Supplied records:
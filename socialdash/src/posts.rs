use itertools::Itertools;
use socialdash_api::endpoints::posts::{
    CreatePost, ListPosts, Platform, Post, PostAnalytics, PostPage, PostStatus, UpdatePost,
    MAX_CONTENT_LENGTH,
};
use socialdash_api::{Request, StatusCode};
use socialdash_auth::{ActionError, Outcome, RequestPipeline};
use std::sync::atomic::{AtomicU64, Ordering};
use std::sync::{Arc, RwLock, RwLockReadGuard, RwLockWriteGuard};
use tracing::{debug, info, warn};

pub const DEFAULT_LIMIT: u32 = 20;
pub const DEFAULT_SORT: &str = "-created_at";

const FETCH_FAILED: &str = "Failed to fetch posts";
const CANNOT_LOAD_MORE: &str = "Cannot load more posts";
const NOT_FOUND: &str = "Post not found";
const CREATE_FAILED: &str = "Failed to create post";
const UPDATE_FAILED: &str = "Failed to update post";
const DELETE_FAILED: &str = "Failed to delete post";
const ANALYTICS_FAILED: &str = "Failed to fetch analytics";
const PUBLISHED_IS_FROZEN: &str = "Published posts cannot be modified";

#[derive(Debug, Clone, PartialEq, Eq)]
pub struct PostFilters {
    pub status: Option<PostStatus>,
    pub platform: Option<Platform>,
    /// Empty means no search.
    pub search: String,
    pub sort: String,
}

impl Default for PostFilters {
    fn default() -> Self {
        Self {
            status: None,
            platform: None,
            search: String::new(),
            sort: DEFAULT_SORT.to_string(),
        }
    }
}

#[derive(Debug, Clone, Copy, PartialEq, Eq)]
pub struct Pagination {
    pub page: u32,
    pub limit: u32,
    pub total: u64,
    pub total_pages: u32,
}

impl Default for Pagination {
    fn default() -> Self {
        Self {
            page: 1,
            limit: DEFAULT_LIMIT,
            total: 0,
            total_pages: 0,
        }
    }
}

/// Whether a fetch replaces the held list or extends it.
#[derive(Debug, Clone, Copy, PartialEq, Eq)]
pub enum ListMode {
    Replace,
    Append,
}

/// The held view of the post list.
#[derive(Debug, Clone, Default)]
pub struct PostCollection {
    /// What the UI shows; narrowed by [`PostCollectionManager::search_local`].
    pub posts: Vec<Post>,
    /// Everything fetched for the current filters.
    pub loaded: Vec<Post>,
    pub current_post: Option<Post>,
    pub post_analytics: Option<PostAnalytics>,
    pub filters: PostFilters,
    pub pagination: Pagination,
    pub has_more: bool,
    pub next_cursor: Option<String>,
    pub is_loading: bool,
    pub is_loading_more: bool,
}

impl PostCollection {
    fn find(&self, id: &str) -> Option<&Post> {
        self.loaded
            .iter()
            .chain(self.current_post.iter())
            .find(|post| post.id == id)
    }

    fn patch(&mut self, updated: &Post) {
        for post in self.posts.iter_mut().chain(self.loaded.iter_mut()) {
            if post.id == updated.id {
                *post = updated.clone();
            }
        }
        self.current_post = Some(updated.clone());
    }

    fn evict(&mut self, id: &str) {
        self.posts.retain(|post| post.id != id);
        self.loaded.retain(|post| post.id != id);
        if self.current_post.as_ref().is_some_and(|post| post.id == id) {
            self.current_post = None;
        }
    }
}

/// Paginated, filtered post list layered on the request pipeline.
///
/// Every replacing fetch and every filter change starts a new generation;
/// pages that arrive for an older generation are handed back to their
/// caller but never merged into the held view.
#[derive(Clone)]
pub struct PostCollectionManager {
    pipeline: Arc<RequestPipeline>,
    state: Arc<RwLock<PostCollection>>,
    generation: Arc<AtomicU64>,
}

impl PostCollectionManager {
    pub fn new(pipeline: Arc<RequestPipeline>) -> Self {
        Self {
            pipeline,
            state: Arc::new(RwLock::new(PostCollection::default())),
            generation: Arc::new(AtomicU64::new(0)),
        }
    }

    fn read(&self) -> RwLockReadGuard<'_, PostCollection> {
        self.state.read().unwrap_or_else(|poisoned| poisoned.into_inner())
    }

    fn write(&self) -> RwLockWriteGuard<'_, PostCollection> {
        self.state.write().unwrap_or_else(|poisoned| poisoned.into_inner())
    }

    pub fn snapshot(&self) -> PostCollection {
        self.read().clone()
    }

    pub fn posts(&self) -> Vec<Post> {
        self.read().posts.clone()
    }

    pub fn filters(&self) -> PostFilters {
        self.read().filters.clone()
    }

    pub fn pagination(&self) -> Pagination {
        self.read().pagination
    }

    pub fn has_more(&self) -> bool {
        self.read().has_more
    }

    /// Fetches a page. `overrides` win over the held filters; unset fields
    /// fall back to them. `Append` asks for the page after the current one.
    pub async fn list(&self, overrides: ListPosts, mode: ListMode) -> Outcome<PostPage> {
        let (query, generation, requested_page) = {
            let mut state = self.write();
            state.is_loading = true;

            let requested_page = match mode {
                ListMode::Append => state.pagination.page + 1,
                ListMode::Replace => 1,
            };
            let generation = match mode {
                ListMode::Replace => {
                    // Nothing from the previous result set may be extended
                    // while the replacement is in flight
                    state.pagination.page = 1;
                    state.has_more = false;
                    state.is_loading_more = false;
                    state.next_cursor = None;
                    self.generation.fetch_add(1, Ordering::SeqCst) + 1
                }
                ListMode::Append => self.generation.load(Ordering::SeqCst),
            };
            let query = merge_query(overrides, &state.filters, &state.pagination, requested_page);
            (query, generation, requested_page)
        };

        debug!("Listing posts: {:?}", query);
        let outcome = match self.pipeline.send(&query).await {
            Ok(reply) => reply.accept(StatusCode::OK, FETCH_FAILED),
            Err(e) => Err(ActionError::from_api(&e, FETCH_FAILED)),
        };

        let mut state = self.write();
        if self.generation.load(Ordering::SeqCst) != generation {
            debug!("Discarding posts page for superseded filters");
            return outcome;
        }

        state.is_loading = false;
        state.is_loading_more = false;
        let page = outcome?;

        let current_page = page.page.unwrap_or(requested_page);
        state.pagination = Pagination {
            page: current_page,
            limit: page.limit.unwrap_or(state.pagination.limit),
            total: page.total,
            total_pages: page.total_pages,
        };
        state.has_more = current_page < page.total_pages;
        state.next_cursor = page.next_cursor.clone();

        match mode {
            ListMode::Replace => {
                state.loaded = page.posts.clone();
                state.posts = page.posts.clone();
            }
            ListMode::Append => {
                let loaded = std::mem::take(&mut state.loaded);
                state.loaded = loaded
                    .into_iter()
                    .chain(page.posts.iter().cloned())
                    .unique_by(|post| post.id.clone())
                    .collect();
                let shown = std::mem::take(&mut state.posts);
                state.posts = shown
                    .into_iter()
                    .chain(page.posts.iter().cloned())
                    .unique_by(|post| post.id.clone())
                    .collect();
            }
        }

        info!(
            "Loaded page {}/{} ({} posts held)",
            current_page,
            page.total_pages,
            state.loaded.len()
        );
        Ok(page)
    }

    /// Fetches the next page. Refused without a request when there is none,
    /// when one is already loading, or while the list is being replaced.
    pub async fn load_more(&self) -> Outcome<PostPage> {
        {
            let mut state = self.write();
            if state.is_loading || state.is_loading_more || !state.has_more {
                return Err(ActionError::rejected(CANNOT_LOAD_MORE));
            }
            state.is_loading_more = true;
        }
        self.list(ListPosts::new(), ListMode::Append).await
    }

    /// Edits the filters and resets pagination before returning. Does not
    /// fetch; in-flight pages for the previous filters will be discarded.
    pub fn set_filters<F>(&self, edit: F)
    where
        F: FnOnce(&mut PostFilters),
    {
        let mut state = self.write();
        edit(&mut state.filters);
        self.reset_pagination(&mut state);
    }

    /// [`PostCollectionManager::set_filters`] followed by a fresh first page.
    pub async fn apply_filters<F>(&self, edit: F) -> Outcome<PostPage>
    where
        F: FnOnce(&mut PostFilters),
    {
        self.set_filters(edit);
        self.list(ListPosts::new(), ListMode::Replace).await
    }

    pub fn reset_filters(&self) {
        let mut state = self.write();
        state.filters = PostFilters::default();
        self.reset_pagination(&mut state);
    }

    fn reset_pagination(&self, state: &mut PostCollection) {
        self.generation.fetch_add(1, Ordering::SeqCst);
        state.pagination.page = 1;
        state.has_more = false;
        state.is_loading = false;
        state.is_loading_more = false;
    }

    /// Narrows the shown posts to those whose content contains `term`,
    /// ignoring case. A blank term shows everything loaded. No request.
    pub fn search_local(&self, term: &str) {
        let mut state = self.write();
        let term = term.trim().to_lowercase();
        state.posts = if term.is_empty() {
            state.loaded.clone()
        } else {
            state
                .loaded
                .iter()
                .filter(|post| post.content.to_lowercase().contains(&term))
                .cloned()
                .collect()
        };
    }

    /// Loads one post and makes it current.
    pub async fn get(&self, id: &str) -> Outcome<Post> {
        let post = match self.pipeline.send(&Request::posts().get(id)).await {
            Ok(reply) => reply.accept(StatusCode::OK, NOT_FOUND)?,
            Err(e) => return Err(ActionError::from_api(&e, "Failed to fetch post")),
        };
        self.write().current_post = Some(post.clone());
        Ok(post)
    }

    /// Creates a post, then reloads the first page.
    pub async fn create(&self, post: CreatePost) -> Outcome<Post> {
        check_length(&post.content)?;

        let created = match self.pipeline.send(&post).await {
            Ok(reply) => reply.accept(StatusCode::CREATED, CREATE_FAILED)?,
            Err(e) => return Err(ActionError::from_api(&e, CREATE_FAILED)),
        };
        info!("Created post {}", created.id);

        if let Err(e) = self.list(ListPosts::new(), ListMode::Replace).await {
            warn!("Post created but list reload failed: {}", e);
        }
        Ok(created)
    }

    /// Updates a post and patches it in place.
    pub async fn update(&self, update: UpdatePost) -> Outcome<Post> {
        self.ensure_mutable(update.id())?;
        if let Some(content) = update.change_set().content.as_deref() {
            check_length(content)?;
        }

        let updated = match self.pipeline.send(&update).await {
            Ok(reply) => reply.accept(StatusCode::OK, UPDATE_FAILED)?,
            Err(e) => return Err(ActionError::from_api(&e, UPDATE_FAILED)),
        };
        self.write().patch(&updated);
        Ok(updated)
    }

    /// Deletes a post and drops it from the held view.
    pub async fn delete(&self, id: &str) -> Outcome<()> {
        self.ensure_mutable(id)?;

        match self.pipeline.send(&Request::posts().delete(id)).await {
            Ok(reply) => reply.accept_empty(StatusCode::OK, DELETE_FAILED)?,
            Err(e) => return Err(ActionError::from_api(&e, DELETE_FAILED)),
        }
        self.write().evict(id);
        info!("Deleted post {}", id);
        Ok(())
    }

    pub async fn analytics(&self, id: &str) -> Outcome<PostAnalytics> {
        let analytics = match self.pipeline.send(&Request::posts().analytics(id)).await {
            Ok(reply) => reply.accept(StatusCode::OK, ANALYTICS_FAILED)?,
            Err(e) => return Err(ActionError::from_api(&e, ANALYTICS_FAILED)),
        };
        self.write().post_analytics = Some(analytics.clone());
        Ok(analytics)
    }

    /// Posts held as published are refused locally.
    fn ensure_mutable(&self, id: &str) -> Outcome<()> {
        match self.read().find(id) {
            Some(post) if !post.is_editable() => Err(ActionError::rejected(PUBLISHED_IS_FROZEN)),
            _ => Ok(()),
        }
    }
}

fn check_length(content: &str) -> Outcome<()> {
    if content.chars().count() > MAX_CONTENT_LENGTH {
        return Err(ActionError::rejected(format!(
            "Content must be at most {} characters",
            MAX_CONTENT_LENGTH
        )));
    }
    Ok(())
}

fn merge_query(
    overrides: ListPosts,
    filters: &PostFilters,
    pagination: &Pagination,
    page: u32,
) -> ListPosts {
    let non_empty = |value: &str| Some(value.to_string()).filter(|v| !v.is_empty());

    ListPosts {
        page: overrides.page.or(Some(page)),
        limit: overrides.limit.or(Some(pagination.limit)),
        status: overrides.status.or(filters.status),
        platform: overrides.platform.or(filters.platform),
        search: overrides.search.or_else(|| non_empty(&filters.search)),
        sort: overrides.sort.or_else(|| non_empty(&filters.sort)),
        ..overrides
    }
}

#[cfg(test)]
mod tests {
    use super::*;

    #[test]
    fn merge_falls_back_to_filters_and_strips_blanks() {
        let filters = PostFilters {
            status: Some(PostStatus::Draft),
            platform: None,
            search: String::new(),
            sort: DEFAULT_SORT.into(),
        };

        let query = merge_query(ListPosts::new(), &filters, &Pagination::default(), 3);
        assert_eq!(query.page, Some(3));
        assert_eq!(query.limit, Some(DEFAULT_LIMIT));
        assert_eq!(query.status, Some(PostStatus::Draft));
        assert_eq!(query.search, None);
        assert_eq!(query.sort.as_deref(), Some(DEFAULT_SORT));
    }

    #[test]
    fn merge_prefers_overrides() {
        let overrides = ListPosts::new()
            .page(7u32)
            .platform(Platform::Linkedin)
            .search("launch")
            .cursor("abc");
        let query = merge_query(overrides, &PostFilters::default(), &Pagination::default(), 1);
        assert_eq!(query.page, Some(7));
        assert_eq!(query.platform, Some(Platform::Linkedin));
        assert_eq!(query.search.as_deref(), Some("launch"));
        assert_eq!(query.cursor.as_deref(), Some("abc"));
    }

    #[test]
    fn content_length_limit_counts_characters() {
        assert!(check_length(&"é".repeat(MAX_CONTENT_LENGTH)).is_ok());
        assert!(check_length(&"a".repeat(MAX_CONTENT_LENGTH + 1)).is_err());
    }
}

Task to complete:
In the entries above, the lines from the one bearing "#[derive(Debug, Clone, PartialEq, Eq)]" up to and including the one bearing "impl Default for Pagination" should be transcribed exactly; no other line is wanted.

Response:
#[derive(Debug, Clone, PartialEq, Eq)]
pub struct PostFilters {
    pub status: Option<PostStatus>,
    pub platform: Option<Platform>,
    /// Empty means no search.
    pub search: String,
    pub sort: String,
}

impl Default for PostFilters {
    fn default() -> Self {
        Self {
            status: None,
            platform: None,
            search: String::new(),
            sort: DEFAULT_SORT.to_string(),
        }
    }
}

#[derive(Debug, Clone, Copy, PartialEq, Eq)]
pub struct Pagination {
    pub page: u32,
    pub limit: u32,
    pub total: u64,
    pub total_pages: u32,
}

impl Default for Pagination {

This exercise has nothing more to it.